The snow stopped falling and the overcast sky broke away into the clearest of blues. Everything was radiant in the sun. We took a very scenic and picturesque hike to Mirror Lake. It’s amazing how different the sun makes everything. My heart soared as high as the peaks and I felt like dashing between the falling snow clumps. We drove back to Mammoth Lakes via El Portel. The poppies and wild flowers made the green Irish-looking hillsides orange. It was truly stunning. Spring had arrived in the foothills of the Western Sierra. Sarah’s car overheated on a hill we stopped to drink a beer amidst the poppy fields while it cooled down. We beat a slow and steady retreat after that. The car seemed to overheat if we let the RPMs get too low. Yosemite had been a very endeavor and despite the cold rain and snow, we had a good time.

The next week in Mammoth was much the first; African drumming, dinner parties, running and coffee shop research.

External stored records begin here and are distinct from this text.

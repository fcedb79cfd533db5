//! Request/response exchange with the bridge.

use std::io::{BufRead, Write};

use excelcom_core::{CellHandle, CellPosition, FindQuery, RawGridValue, SearchDirection, Worksheet};
use excelcom_protocol::{
    from_line, to_line, Command as BridgeCommand, Request, Response, ResponseData, ResponseResult,
    SheetRef,
};
use tracing::{debug, trace, warn};

use crate::sheet::SheetBackend;

/// Errors from the bridge client.
#[derive(Debug, thiserror::Error)]
pub enum ClientError {
    #[error("I/O error on bridge transport: {0}")]
    Io(#[from] std::io::Error),

    #[error("JSON serialization error: {0}")]
    Json(#[from] serde_json::Error),

    #[error("Bridge closed the connection")]
    Closed,

    #[error("Bridge returned error: {0}")]
    Remote(String),

    #[error("Unexpected response data for {0}")]
    UnexpectedResponse(&'static str),

    #[error("Response id {got} does not match request id {expected}")]
    IdMismatch { expected: u64, got: u64 },
}

/// Configuration for a [`BridgeClient`].
#[derive(Debug, Clone, PartialEq)]
pub struct ClientConfig {
    /// Sheet used by [`BridgeClient::worksheet`]. Defaults to index 0.
    pub sheet: SheetRef,

    /// Id of the first request. Defaults to 1.
    pub first_id: u64,
}

impl Default for ClientConfig {
    fn default() -> Self {
        Self {
            sheet: SheetRef::default(),
            first_id: 1,
        }
    }
}

impl ClientConfig {
    pub fn sheet(mut self, sheet: impl Into<SheetRef>) -> Self {
        self.sheet = sheet.into();
        self
    }
}

/// A connection to the bridge.
///
/// Requests are strictly sequential: every call writes one line and blocks
/// until the matching response line arrives.
pub struct BridgeClient<R, W> {
    reader: R,
    writer: W,
    next_id: u64,
    config: ClientConfig,
}

impl<R: BufRead, W: Write> BridgeClient<R, W> {
    pub fn new(reader: R, writer: W) -> Self {
        Self::with_config(reader, writer, ClientConfig::default())
    }

    pub fn with_config(reader: R, writer: W, config: ClientConfig) -> Self {
        Self {
            reader,
            writer,
            next_id: config.first_id,
            config,
        }
    }

    pub fn config(&self) -> &ClientConfig {
        &self.config
    }

    /// Give back the transport halves
    pub fn into_parts(self) -> (R, W) {
        (self.reader, self.writer)
    }

    /// A grid backend bound to one sheet
    pub fn sheet(&mut self, sheet: impl Into<SheetRef>) -> SheetBackend<'_, R, W> {
        SheetBackend::new(self, sheet.into())
    }

    /// A worksheet on the configured default sheet
    pub fn worksheet(&mut self) -> Worksheet<SheetBackend<'_, R, W>> {
        let sheet = self.config.sheet.clone();
        Worksheet::new(SheetBackend::new(self, sheet))
    }

    /// Send a command to the bridge and wait for the response.
    pub fn send_command(
        &mut self,
        command: BridgeCommand,
    ) -> Result<Option<ResponseData>, ClientError> {
        let id = self.next_id;
        self.next_id += 1;

        let name = command.name();
        let line = to_line(&Request { id, command })?;
        trace!(id, cmd = name, line = line.trim_end(), "request");

        self.writer.write_all(line.as_bytes())?;
        self.writer.flush()?;

        let mut line = String::new();
        if self.reader.read_line(&mut line)? == 0 {
            return Err(ClientError::Closed);
        }
        trace!(id, line = line.trim_end(), "response");

        let response: Response = from_line(&line)?;
        if response.id != id {
            warn!(expected = id, got = response.id, cmd = name, "response id mismatch");
            return Err(ClientError::IdMismatch {
                expected: id,
                got: response.id,
            });
        }

        match response.result {
            ResponseResult::Ok { data } => Ok(data),
            ResponseResult::Error { message } => {
                debug!(id, cmd = name, %message, "bridge error");
                Err(ClientError::Remote(message))
            }
        }
    }

    pub fn get_range_value(
        &mut self,
        sheet: SheetRef,
        range: &str,
    ) -> Result<RawGridValue, ClientError> {
        let data = self.send_command(BridgeCommand::GetRangeValue {
            sheet,
            range: range.to_string(),
        })?;
        match data {
            Some(ResponseData::Value { value }) => Ok(value),
            _ => Err(ClientError::UnexpectedResponse("GetRangeValue")),
        }
    }

    pub fn set_range_value(
        &mut self,
        sheet: SheetRef,
        range: &str,
        value: RawGridValue,
    ) -> Result<(), ClientError> {
        self.send_command(BridgeCommand::SetRangeValue {
            sheet,
            range: range.to_string(),
            value,
        })?;
        Ok(())
    }

    pub fn find(
        &mut self,
        sheet: SheetRef,
        query: &FindQuery,
    ) -> Result<Option<CellHandle>, ClientError> {
        let data = self.send_command(BridgeCommand::Find {
            sheet,
            query: query.clone(),
        })?;
        match data {
            Some(ResponseData::Match { cell }) => Ok(cell),
            _ => Err(ClientError::UnexpectedResponse("Find")),
        }
    }

    /// Continue the last search after `after`.
    ///
    /// The bridge always answers with a cell here; an empty match is reported
    /// as an unexpected response.
    pub fn find_next(
        &mut self,
        sheet: SheetRef,
        range: &str,
        after: CellPosition,
        direction: SearchDirection,
    ) -> Result<CellHandle, ClientError> {
        let data = self.send_command(BridgeCommand::FindNext {
            sheet,
            range: range.to_string(),
            after,
            direction,
        })?;
        match data {
            Some(ResponseData::Match { cell: Some(cell) }) => Ok(cell),
            _ => Err(ClientError::UnexpectedResponse("FindNext")),
        }
    }
}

I went to Bishop, the nearest big town for a day. I biked and ran and went to a coffee shop there. I also looked for petroglyphs and bought some gloves at Kmart. The town had a couple quaint shops including a very large German style bakery. It was good to spend the day alone and I didn’t return to Mammoth until late in the evening in order to give Sarah and Keith some alone time together. The Yosemite trip had caused some tensions between all of us and Keith and I had been butting heads a tad.

Sarah had to go to LA for the weekend for a two-day prep course for an engineering exam that she was going to take. I decided to go to LA with her as both an adventure and means to get to San Diego. Mammoth Lakes is a transportation void. We went snowshoeing in the Mammoth Lakes basin the morning before we left. I was sad to leave Mammoth Lakes and the familiar coffee shop with its familiar set of unemployed locals. I was sad to leave my nice little routine and my favorite running trails. But most of all I was sad to leave Sarah. She is such a good friend and I always feel so welcome and at home with her and her friends. I got to bake and read and workout and have meaningful conversations. I also felt like I wasn’t putting Sarah out by staying with her. However, I also felt like I need to beat my fear of LA and dispel my movie generated stereotypes. I was determined to spend a couple of days there.
Mammoth Lakes Basin
Sarah and I snowshoe in the Mammoth Lakes Basin
Poppys on the hillside outside of Yosemite
Sarah and Keith in a winter snow-scape
Keith's snowman near the top of Yosemite Falls
Looking down from the top of Yosemite Falls
Warnings about slippery conditions that I should have heeded

El Capitan, the rockclimber's dream

Sarah and Keith's tent after a night of snowfall

Yosemite Falls

1 comment:

CHRISOTTO said...

Will you narrate a recording of this then mail it to me? It has been far too long, freebird.